As an aspiring polymath I have worked on articles in different fields as well:
- Burial: Flat grave, List of necropoleis, Necropolis, Necropolis of Soderstorf, Tomb of Ptahmes.
- Companies: Ximian.
- Cuisine: Ajwain, Apulian cuisine, Friggitello, Gram flour, Kanterkaas, Masaura, Mozzarella, Buffalo mozzarella, Parmigiana, , Pan de Cádiz, Pasta con le sarde, Peperoncino, Ricotta, Tortillitas de camarones and Whey cheese.
- Literature: Aristotle's Masterpiece, A Sentimental Journey Through France and Italy (plot summary), De Proprietatibus Elementorum, On the Universe and Pseudo-Aristotle.
- Medical: Vasodilation#Cold-induced vasodilation (section), Hunting reaction, Kneecapping and Winter swimming.
- Software: Evolution (software).
- Travel: High-speed rail in Italy, Tourism in India (lead section), Tourism in the Netherlands and Visa policy of Nepal.
My ideas about referencing on Wikipedia
My ideas on how referencing on Wikipedia is done best are shown in the article Sybaris. The referencing style I employed there was inspired by the article on Alexander the Great, which I've never edited myself. In summary, I always use citation templates, Template:Sfn and link to pages and/or line numbers when the referenced work is available on Google Books or elsewhere. This makes references easy to verify for the readers. When I reference ancient authors I always give all the details of the specific English translation I used. This is important because newer translations often contain extensive comments and notes to place the work in context, older translations do not profit from recent scientific insights.

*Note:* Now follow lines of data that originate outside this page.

//! User configuration stored as TOML in the platform config directory.

use crate::calculator::AngleMode;
use crate::theme::Theme;
use serde::{Deserialize, Serialize};
use std::fs;
use std::path::{Path, PathBuf};
use thiserror::Error;
use tracing::{debug, info};

const APP_DIR: &str = "scipro";
const CONFIG_FILE: &str = "config.toml";

#[derive(Debug, Error)]
pub enum ConfigError {
    #[error("no config directory available on this platform")]
    NoConfigDir,
    #[error("failed to access {path}: {source}")]
    Io {
        path: PathBuf,
        #[source]
        source: std::io::Error,
    },
    #[error("invalid config file {path}: {source}")]
    Parse {
        path: PathBuf,
        #[source]
        source: toml::de::Error,
    },
    #[error("failed to serialize config: {0}")]
    Serialize(#[from] toml::ser::Error),
}

/// Persistent settings. Missing keys fall back to their defaults.
#[derive(Clone, Debug, PartialEq, Serialize, Deserialize)]
#[serde(default)]
pub struct Config {
    /// Angle mode a new session starts in.
    pub angle_mode: AngleMode,
    /// Ring the terminal bell on key presses.
    pub sound: bool,
    pub theme: Theme,
}

impl Default for Config {
    fn default() -> Self {
        Self {
            angle_mode: AngleMode::Degrees,
            sound: true,
            theme: Theme::default(),
        }
    }
}

impl Config {
    /// Default location: `<config_dir>/scipro/config.toml`.
    pub fn default_path() -> Result<PathBuf, ConfigError> {
        dirs::config_dir()
            .map(|dir| dir.join(APP_DIR).join(CONFIG_FILE))
            .ok_or(ConfigError::NoConfigDir)
    }

    /// Load the config at `path`, or defaults if the file does not exist.
    pub fn load(path: &Path) -> Result<Self, ConfigError> {
        if !path.exists() {
            debug!(path = %path.display(), "no config file, using defaults");
            return Ok(Self::default());
        }

        let contents = fs::read_to_string(path).map_err(|source| ConfigError::Io {
            path: path.to_path_buf(),
            source,
        })?;
        let config = Self::from_toml(&contents).map_err(|source| ConfigError::Parse {
            path: path.to_path_buf(),
            source,
        })?;

        info!(path = %path.display(), "loaded config");
        Ok(config)
    }

    /// Write the config to `path`, creating parent directories as needed.
    pub fn save(&self, path: &Path) -> Result<(), ConfigError> {
        if let Some(parent) = path.parent() {
            fs::create_dir_all(parent).map_err(|source| ConfigError::Io {
                path: parent.to_path_buf(),
                source,
            })?;
        }

        let contents = toml::to_string_pretty(self)?;
        fs::write(path, contents).map_err(|source| ConfigError::Io {
            path: path.to_path_buf(),
            source,
        })?;

        info!(path = %path.display(), "saved config");
        Ok(())
    }

    pub fn from_toml(contents: &str) -> Result<Self, toml::de::Error> {
        toml::from_str(contents)
    }
}

#[cfg(test)]
mod tests {
    use super::*;
    use crate::theme::Swatch;

    #[test]
    fn test_empty_file_gives_defaults() {
        assert_eq!(Config::from_toml("").unwrap(), Config::default());
    }

    #[test]
    fn test_partial_config() {
        let config = Config::from_toml(
            r#"
            angle_mode = "rad"

            [theme]
            equals = "blue"
            "#,
        )
        .unwrap();
        assert_eq!(config.angle_mode, AngleMode::Radians);
        assert!(config.sound);
        assert_eq!(config.theme.equals, Swatch::Blue);
        assert_eq!(config.theme.numbers, Swatch::Slate);
    }

    #[test]
    fn test_invalid_swatch_is_rejected() {
        assert!(Config::from_toml("[theme]\nnumbers = \"teal\"").is_err());
    }

    #[test]
    fn test_save_and_load() {
        let path = std::env::temp_dir()
            .join(format!("scipro-config-test-{}", std::process::id()))
            .join(CONFIG_FILE);

        let mut config = Config::default();
        config.sound = false;
        config.theme.clear = Swatch::Indigo;
        config.save(&path).unwrap();

        let loaded = Config::load(&path).unwrap();
        assert_eq!(loaded, config);

        let _ = fs::remove_dir_all(path.parent().unwrap());
    }

    #[test]
    fn test_save_failure_is_reported() {
        let blocker = std::env::temp_dir()
            .join(format!("scipro-config-blocker-{}", std::process::id()));
        fs::write(&blocker, "not a directory").unwrap();

        let result = Config::default().save(&blocker.join(CONFIG_FILE));
        assert!(matches!(result, Err(ConfigError::Io { .. })));

        let _ = fs::remove_file(&blocker);
    }

    #[test]
    fn test_missing_file_gives_defaults() {
        let path = std::env::temp_dir().join("scipro-does-not-exist").join(CONFIG_FILE);
        assert_eq!(Config::load(&path).unwrap(), Config::default());
    }
}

According to the website Readability of Wikipedia the readability of Wikipedia is relatively low. The website allows for calculating readability, so I try to check all the articles I edit and try to improve readability if I see possibilities. Because I've worked as a commercial textwriter I understand how important readability is and think it deserves attention.
You've probably noticed that Wikipedia does not set a maximum width for the content of its articles, unlike many other websites. On large monitors this will lead to extreme line lengths, making Wikipedia difficult to read. Of course the browser window can be resized to fix this, but specifying a maximum width would be the only proper solution. I'm not aware of why this layout decision was made, but when I have time I want to find the appropriate channel to request a change of this design aspect.